*** Records Section Begins ***

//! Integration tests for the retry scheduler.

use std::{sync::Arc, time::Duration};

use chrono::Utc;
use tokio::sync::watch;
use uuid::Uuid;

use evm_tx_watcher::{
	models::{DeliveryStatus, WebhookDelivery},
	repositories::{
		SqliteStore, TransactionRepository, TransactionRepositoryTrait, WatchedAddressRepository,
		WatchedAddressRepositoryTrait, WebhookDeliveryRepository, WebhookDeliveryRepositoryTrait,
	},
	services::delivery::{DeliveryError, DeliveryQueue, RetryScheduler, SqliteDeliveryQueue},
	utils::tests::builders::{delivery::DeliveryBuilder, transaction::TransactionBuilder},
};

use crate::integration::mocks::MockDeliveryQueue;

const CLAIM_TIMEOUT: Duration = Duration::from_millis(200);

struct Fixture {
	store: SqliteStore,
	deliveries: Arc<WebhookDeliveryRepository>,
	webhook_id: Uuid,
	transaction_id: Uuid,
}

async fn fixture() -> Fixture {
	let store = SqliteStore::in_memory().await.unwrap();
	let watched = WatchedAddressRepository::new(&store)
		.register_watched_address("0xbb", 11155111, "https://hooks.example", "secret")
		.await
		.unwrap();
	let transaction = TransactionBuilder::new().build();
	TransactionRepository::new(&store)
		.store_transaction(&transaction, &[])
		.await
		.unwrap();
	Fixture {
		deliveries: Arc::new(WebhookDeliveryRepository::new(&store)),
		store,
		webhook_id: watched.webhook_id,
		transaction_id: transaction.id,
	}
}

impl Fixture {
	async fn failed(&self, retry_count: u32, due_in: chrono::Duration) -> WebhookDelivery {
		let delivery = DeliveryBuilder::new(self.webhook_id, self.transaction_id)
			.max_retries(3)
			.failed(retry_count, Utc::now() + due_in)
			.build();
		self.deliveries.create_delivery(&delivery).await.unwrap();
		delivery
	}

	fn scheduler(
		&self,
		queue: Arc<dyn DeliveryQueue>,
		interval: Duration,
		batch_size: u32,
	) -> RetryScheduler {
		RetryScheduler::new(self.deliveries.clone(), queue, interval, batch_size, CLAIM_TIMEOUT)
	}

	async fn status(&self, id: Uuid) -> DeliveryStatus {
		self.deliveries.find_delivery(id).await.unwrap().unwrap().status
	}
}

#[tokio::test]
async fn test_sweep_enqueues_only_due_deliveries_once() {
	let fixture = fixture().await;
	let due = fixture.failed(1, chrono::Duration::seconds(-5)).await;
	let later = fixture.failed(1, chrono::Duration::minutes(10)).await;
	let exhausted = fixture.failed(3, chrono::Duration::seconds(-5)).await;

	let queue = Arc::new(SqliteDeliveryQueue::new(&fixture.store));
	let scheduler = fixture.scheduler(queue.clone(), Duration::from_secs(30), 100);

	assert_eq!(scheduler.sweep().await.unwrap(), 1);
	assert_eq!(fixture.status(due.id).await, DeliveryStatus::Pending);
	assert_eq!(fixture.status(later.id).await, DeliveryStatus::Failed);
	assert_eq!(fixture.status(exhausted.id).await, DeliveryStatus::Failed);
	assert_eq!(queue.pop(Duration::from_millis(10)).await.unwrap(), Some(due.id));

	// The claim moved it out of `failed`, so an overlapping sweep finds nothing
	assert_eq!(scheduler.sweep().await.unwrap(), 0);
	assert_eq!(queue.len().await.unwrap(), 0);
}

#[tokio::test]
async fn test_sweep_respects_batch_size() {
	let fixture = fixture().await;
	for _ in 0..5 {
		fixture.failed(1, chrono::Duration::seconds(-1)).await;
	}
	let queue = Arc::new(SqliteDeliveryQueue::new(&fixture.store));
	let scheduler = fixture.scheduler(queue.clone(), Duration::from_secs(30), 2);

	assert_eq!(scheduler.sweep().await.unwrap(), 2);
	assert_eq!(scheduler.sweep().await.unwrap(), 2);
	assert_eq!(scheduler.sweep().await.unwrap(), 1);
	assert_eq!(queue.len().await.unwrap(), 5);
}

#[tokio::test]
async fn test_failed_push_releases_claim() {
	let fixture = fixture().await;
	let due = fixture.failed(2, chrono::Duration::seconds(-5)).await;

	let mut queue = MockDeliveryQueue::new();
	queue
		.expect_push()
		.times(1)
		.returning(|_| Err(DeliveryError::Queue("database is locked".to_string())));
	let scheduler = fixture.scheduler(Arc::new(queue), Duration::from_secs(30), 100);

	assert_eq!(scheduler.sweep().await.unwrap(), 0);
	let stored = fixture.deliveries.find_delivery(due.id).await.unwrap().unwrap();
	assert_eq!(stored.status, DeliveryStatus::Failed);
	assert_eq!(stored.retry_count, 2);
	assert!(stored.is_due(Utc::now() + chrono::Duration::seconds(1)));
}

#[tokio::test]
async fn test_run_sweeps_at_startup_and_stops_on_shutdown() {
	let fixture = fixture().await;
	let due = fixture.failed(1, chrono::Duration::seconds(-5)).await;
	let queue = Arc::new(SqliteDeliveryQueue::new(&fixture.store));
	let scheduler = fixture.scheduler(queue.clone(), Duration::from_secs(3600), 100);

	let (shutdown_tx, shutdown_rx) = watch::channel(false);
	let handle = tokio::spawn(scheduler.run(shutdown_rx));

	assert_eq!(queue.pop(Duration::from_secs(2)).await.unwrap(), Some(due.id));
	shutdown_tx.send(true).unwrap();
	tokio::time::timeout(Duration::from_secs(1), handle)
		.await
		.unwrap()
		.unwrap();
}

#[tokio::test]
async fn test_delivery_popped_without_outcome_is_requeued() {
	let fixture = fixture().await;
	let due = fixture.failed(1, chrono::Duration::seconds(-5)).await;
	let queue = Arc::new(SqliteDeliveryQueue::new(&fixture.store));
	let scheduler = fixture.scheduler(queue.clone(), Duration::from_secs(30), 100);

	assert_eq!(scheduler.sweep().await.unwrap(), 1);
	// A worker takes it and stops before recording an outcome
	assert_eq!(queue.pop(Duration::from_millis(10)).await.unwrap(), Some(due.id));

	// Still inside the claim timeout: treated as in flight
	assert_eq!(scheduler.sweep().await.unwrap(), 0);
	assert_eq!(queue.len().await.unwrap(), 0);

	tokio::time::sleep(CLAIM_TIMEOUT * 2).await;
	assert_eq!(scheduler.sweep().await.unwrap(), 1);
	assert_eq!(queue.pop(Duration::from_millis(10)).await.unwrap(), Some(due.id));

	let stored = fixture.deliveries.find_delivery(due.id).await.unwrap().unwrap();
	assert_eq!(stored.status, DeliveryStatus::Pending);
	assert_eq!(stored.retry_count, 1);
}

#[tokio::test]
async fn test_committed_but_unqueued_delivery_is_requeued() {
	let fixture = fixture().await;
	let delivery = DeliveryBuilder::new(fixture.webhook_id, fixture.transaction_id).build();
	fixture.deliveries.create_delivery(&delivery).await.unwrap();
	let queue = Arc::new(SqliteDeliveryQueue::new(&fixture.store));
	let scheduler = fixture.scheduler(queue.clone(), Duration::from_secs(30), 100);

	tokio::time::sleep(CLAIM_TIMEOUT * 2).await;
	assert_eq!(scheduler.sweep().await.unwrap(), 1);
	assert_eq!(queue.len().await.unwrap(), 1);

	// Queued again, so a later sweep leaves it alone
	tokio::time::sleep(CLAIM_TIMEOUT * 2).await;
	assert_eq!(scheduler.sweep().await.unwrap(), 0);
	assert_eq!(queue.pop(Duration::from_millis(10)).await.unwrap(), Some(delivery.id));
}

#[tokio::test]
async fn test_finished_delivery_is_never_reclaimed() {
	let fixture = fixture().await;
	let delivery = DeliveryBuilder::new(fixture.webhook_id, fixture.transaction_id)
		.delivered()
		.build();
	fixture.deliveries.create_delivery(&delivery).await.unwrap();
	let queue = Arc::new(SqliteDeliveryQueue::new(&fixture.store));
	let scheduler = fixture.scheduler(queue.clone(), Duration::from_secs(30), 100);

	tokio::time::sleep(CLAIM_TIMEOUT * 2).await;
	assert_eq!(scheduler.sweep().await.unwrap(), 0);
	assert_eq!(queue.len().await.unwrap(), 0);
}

*** Records Section Ends ***
*** Records Section Begins ***

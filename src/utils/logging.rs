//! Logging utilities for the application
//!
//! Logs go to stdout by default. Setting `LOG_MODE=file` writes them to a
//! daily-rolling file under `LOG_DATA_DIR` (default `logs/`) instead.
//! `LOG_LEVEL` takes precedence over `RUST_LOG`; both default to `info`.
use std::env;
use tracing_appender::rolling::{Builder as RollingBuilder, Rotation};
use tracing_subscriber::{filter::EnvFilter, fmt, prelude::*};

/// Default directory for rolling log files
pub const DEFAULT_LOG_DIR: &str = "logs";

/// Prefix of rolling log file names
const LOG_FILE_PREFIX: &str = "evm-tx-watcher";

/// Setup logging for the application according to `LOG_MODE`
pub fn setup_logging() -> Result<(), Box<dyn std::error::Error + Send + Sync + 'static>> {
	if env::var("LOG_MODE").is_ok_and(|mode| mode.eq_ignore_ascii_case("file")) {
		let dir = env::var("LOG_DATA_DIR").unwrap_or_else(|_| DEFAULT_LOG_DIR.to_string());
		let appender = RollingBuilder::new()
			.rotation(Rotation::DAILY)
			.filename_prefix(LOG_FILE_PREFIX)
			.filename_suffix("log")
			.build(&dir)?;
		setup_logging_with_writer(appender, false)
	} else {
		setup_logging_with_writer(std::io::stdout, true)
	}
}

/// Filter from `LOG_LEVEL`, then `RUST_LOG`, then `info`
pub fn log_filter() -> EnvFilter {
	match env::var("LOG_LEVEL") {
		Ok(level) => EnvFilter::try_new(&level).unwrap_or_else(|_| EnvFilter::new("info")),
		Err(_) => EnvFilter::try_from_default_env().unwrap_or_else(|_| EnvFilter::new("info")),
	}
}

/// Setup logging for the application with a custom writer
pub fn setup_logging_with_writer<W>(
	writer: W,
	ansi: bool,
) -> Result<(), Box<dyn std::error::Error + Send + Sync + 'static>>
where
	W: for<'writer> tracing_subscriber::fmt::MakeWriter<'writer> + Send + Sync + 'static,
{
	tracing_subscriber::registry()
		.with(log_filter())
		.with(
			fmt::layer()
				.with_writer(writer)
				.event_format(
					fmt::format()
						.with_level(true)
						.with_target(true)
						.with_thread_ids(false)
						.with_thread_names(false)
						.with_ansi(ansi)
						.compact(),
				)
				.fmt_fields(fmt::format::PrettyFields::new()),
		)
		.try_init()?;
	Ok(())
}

*** Records Section Ends ***

Try it: Take the lines above from the one containing "the retry scheduler." down to the one containing "const CLAIM_TIMEOUT: Duration", and transcribe them exactly, both ends included.

Worked solution:
//! Integration tests for the retry scheduler.

use std::{sync::Arc, time::Duration};

use chrono::Utc;
use tokio::sync::watch;
use uuid::Uuid;

use evm_tx_watcher::{
	models::{DeliveryStatus, WebhookDelivery},
	repositories::{
		SqliteStore, TransactionRepository, TransactionRepositoryTrait, WatchedAddressRepository,
		WatchedAddressRepositoryTrait, WebhookDeliveryRepository, WebhookDeliveryRepositoryTrait,
	},
	services::delivery::{DeliveryError, DeliveryQueue, RetryScheduler, SqliteDeliveryQueue},
	utils::tests::builders::{delivery::DeliveryBuilder, transaction::TransactionBuilder},
};

use crate::integration::mocks::MockDeliveryQueue;

const CLAIM_TIMEOUT: Duration = Duration::from_millis(200);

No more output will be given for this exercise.